### Entries provided
----

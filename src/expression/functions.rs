//! Scalar SQL functions.
//!
//! Functions receive their already-evaluated parameter columns and produce
//! one output value per row. RANDOM, RAND, NORMAL and RANDOM_STRING are
//! non-deterministic and evaluated per row; the optimizer never folds them.

use rand::distributions::Alphanumeric;
use rand::Rng;

use crate::errors::{Error, Result};
use crate::value::{Value, ValueType};

/// Apply a named scalar function across `row_count` rows.
///
/// `parameters[p][r]` is the value of parameter `p` at row `r`.
pub fn apply(
    name: &str,
    parameters: &[Vec<Value>],
    row_count: usize,
) -> Result<(Vec<Value>, ValueType)> {
    match name {
        "PASSTHRU" => {
            let param = required(parameters, 0, name)?;
            let value_type = column_type(param);
            Ok((param.clone(), value_type))
        }
        "IFNULL" => {
            let value = required(parameters, 0, name)?;
            let fallback = required(parameters, 1, name)?;
            let out = value
                .iter()
                .zip(fallback.iter())
                .map(|(v, f)| if v.is_null() { f.clone() } else { v.clone() })
                .collect::<Vec<_>>();
            let value_type = column_type(&out);
            Ok((out, value_type))
        }
        "IFNOTNULL" => {
            // where the probe is null, stay null; otherwise the replacement
            let probe = required(parameters, 0, name)?;
            let replacement = required(parameters, 1, name)?;
            let out = probe
                .iter()
                .zip(replacement.iter())
                .map(|(p, r)| if p.is_null() { Value::Null } else { r.clone() })
                .collect::<Vec<_>>();
            let value_type = column_type(&out);
            Ok((out, value_type))
        }
        "RANDOM" | "RAND" => {
            let mut rng = rand::thread_rng();
            let out = (0..row_count)
                .map(|_| Value::Double(rng.gen::<f64>()))
                .collect();
            Ok((out, ValueType::Double))
        }
        "NORMAL" => {
            // Box-Muller transform over the uniform generator
            let mut rng = rand::thread_rng();
            let out = (0..row_count)
                .map(|_| {
                    let u1: f64 = rng.gen::<f64>().max(f64::MIN_POSITIVE);
                    let u2: f64 = rng.gen();
                    Value::Double(
                        (-2.0 * u1.ln()).sqrt() * (2.0 * std::f64::consts::PI * u2).cos(),
                    )
                })
                .collect();
            Ok((out, ValueType::Double))
        }
        "RANDOM_STRING" => {
            let length = parameters
                .first()
                .and_then(|p| p.first())
                .and_then(|v| match v {
                    Value::Integer(i) => Some(*i as usize),
                    _ => None,
                })
                .unwrap_or(16);
            let mut rng = rand::thread_rng();
            let out = (0..row_count)
                .map(|_| {
                    let s: String = (&mut rng)
                        .sample_iter(&Alphanumeric)
                        .take(length)
                        .map(char::from)
                        .collect();
                    Value::Varchar(s)
                })
                .collect();
            Ok((out, ValueType::Varchar))
        }
        "UPPER" => map_strings(parameters, name, |s| s.to_uppercase()),
        "LOWER" => map_strings(parameters, name, |s| s.to_lowercase()),
        "TRIM" => map_strings(parameters, name, |s| s.trim().to_string()),
        "LENGTH" => {
            let param = required(parameters, 0, name)?;
            let out = param
                .iter()
                .map(|v| match v {
                    Value::Null => Value::Null,
                    Value::Varchar(s) => Value::Integer(s.chars().count() as i64),
                    Value::Blob(b) => Value::Integer(b.len() as i64),
                    Value::Array(a) => Value::Integer(a.len() as i64),
                    _ => Value::Null,
                })
                .collect();
            Ok((out, ValueType::Integer))
        }
        "ABS" => {
            let param = required(parameters, 0, name)?;
            let out = param
                .iter()
                .map(|v| match v {
                    Value::Integer(i) => Value::Integer(i.abs()),
                    Value::Double(d) => Value::Double(d.abs()),
                    _ => Value::Null,
                })
                .collect();
            Ok((out, column_type(required(parameters, 0, name)?)))
        }
        "ROUND" => {
            let param = required(parameters, 0, name)?;
            let places = parameters
                .get(1)
                .and_then(|p| p.first())
                .and_then(|v| match v {
                    Value::Integer(i) => Some(*i),
                    _ => None,
                })
                .unwrap_or(0);
            let factor = 10f64.powi(places as i32);
            let out = param
                .iter()
                .map(|v| match v.as_f64() {
                    Some(d) => Value::Double((d * factor).round() / factor),
                    None => Value::Null,
                })
                .collect();
            Ok((out, ValueType::Double))
        }
        "CONCAT" => {
            let out = (0..row_count)
                .map(|row| {
                    let mut buffer = String::new();
                    for param in parameters {
                        match &param[row] {
                            Value::Null => return Value::Null,
                            value => buffer.push_str(&value.to_string()),
                        }
                    }
                    Value::Varchar(buffer)
                })
                .collect();
            Ok((out, ValueType::Varchar))
        }
        other => Err(Error::Sql(format!("unknown function '{other}'"))),
    }
}

fn required<'a>(parameters: &'a [Vec<Value>], index: usize, name: &str) -> Result<&'a Vec<Value>> {
    parameters
        .get(index)
        .ok_or_else(|| Error::Sql(format!("{name} expects at least {} parameters", index + 1)))
}

fn map_strings(
    parameters: &[Vec<Value>],
    name: &str,
    f: impl Fn(&str) -> String,
) -> Result<(Vec<Value>, ValueType)> {
    let param = required(parameters, 0, name)?;
    let out = param
        .iter()
        .map(|v| match v {
            Value::Varchar(s) => Value::Varchar(f(s)),
            Value::Null => Value::Null,
            _ => Value::Null,
        })
        .collect();
    Ok((out, ValueType::Varchar))
}

fn column_type(values: &[Value]) -> ValueType {
    values
        .iter()
        .find(|v| !v.is_null())
        .map_or(ValueType::Null, Value::value_type)
}

#[cfg(test)]
mod tests {
    use super::*;

    #[test]
    fn ifnull_substitutes_only_nulls() {
        let (out, _) = apply(
            "IFNULL",
            &[
                vec![Value::Null, Value::Integer(5)],
                vec![Value::Integer(0), Value::Integer(0)],
            ],
            2,
        )
        .expect("ifnull applies");
        assert_eq!(out, vec![Value::Integer(0), Value::Integer(5)]);
    }

    #[test]
    fn ifnotnull_keeps_null_and_replaces_rest() {
        let (out, _) = apply(
            "IFNOTNULL",
            &[
                vec![Value::Null, Value::Integer(5)],
                vec![Value::Integer(0), Value::Integer(0)],
            ],
            2,
        )
        .expect("ifnotnull applies");
        assert_eq!(out, vec![Value::Null, Value::Integer(0)]);
    }

    #[test]
    fn random_string_has_requested_length() {
        let (out, _) = apply("RANDOM_STRING", &[vec![Value::Integer(8)]], 3)
            .expect("random_string applies");
        for value in out {
            assert_eq!(value.as_str().map(str::len), Some(8));
        }
    }

    #[test]
    fn unknown_function_errors() {
        assert!(apply("NO_SUCH_FN", &[], 1).is_err());
    }
}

----

The records above are to be copied in full, exactly as written.

filename src/expression/functions.rs
//! Scalar SQL functions.
//!
//! Functions receive their already-evaluated parameter columns and produce
//! one output value per row. RANDOM, RAND, NORMAL and RANDOM_STRING are
//! non-deterministic and evaluated per row; the optimizer never folds them.

use rand::distributions::Alphanumeric;
use rand::Rng;

use crate::errors::{Error, Result};
use crate::value::{Value, ValueType};

/// Apply a named scalar function across `row_count` rows.
///
/// `parameters[p][r]` is the value of parameter `p` at row `r`.
pub fn apply(
    name: &str,
    parameters: &[Vec<Value>],
    row_count: usize,
) -> Result<(Vec<Value>, ValueType)> {
    match name {
        "PASSTHRU" => {
            let param = required(parameters, 0, name)?;
            let value_type = column_type(param);
            Ok((param.clone(), value_type))
        }
        "IFNULL" => {
            let value = required(parameters, 0, name)?;
            let fallback = required(parameters, 1, name)?;
            let out = value
                .iter()
                .zip(fallback.iter())
                .map(|(v, f)| if v.is_null() { f.clone() } else { v.clone() })
                .collect::<Vec<_>>();
            let value_type = column_type(&out);
            Ok((out, value_type))
        }
        "IFNOTNULL" => {
            // where the probe is null, stay null; otherwise the replacement
            let probe = required(parameters, 0, name)?;
            let replacement = required(parameters, 1, name)?;
            let out = probe
                .iter()
                .zip(replacement.iter())
                .map(|(p, r)| if p.is_null() { Value::Null } else { r.clone() })
                .collect::<Vec<_>>();
            let value_type = column_type(&out);
            Ok((out, value_type))
        }
        "RANDOM" | "RAND" => {
            let mut rng = rand::thread_rng();
            let out = (0..row_count)
                .map(|_| Value::Double(rng.gen::<f64>()))
                .collect();
            Ok((out, ValueType::Double))
        }
        "NORMAL" => {
            // Box-Muller transform over the uniform generator
            let mut rng = rand::thread_rng();
            let out = (0..row_count)
                .map(|_| {
                    let u1: f64 = rng.gen::<f64>().max(f64::MIN_POSITIVE);
                    let u2: f64 = rng.gen();
                    Value::Double(
                        (-2.0 * u1.ln()).sqrt() * (2.0 * std::f64::consts::PI * u2).cos(),
                    )
                })
                .collect();
            Ok((out, ValueType::Double))
        }
        "RANDOM_STRING" => {
            let length = parameters
                .first()
                .and_then(|p| p.first())
                .and_then(|v| match v {
                    Value::Integer(i) => Some(*i as usize),
                    _ => None,
                })
                .unwrap_or(16);
            let mut rng = rand::thread_rng();
            let out = (0..row_count)
                .map(|_| {
                    let s: String = (&mut rng)
                        .sample_iter(&Alphanumeric)
                        .take(length)
                        .map(char::from)
                        .collect();
                    Value::Varchar(s)
                })
                .collect();
            Ok((out, ValueType::Varchar))
        }
        "UPPER" => map_strings(parameters, name, |s| s.to_uppercase()),
        "LOWER" => map_strings(parameters, name, |s| s.to_lowercase()),
        "TRIM" => map_strings(parameters, name, |s| s.trim().to_string()),
        "LENGTH" => {
            let param = required(parameters, 0, name)?;
            let out = param
                .iter()
                .map(|v| match v {
                    Value::Null => Value::Null,
                    Value::Varchar(s) => Value::Integer(s.chars().count() as i64),
                    Value::Blob(b) => Value::Integer(b.len() as i64),
                    Value::Array(a) => Value::Integer(a.len() as i64),
                    _ => Value::Null,
                })
                .collect();
            Ok((out, ValueType::Integer))
        }
        "ABS" => {
            let param = required(parameters, 0, name)?;
            let out = param
                .iter()
                .map(|v| match v {
                    Value::Integer(i) => Value::Integer(i.abs()),
                    Value::Double(d) => Value::Double(d.abs()),
                    _ => Value::Null,
                })
                .collect();
            Ok((out, column_type(required(parameters, 0, name)?)))
        }
        "ROUND" => {
            let param = required(parameters, 0, name)?;
            let places = parameters
                .get(1)
                .and_then(|p| p.first())
                .and_then(|v| match v {
                    Value::Integer(i) => Some(*i),
                    _ => None,
                })
                .unwrap_or(0);
            let factor = 10f64.powi(places as i32);
            let out = param
                .iter()
                .map(|v| match v.as_f64() {
                    Some(d) => Value::Double((d * factor).round() / factor),
                    None => Value::Null,
                })
                .collect();
            Ok((out, ValueType::Double))
        }
        "CONCAT" => {
            let out = (0..row_count)
                .map(|row| {
                    let mut buffer = String::new();
                    for param in parameters {
                        match &param[row] {
                            Value::Null => return Value::Null,
                            value => buffer.push_str(&value.to_string()),
                        }
                    }
                    Value::Varchar(buffer)
                })
                .collect();
            Ok((out, ValueType::Varchar))
        }
        other => Err(Error::Sql(format!("unknown function '{other}'"))),
    }
}

fn required<'a>(parameters: &'a [Vec<Value>], index: usize, name: &str) -> Result<&'a Vec<Value>> {
    parameters
        .get(index)
        .ok_or_else(|| Error::Sql(format!("{name} expects at least {} parameters", index + 1)))
}

fn map_strings(
    parameters: &[Vec<Value>],
    name: &str,
    f: impl Fn(&str) -> String,
) -> Result<(Vec<Value>, ValueType)> {
    let param = required(parameters, 0, name)?;
    let out = param
        .iter()
        .map(|v| match v {
            Value::Varchar(s) => Value::Varchar(f(s)),
            Value::Null => Value::Null,
            _ => Value::Null,
        })
        .collect();
    Ok((out, ValueType::Varchar))
}

fn column_type(values: &[Value]) -> ValueType {
    values
        .iter()
        .find(|v| !v.is_null())
        .map_or(ValueType::Null, Value::value_type)
}

#[cfg(test)]
mod tests {
    use super::*;

    #[test]
    fn ifnull_substitutes_only_nulls() {
        let (out, _) = apply(
            "IFNULL",
            &[
                vec![Value::Null, Value::Integer(5)],
                vec![Value::Integer(0), Value::Integer(0)],
            ],
            2,
        )
        .expect("ifnull applies");
        assert_eq!(out, vec![Value::Integer(0), Value::Integer(5)]);
    }

    #[test]
    fn ifnotnull_keeps_null_and_replaces_rest() {
        let (out, _) = apply(
            "IFNOTNULL",
            &[
                vec![Value::Null, Value::Integer(5)],
                vec![Value::Integer(0), Value::Integer(0)],
            ],
            2,
        )
        .expect("ifnotnull applies");
        assert_eq!(out, vec![Value::Null, Value::Integer(0)]);
    }

    #[test]
    fn random_string_has_requested_length() {
        let (out, _) = apply("RANDOM_STRING", &[vec![Value::Integer(8)]], 3)
            .expect("random_string applies");
        for value in out {
            assert_eq!(value.as_str().map(str::len), Some(8));
        }
    }

    #[test]
    fn unknown_function_errors() {
        assert!(apply("NO_SUCH_FN", &[], 1).is_err());
    }
}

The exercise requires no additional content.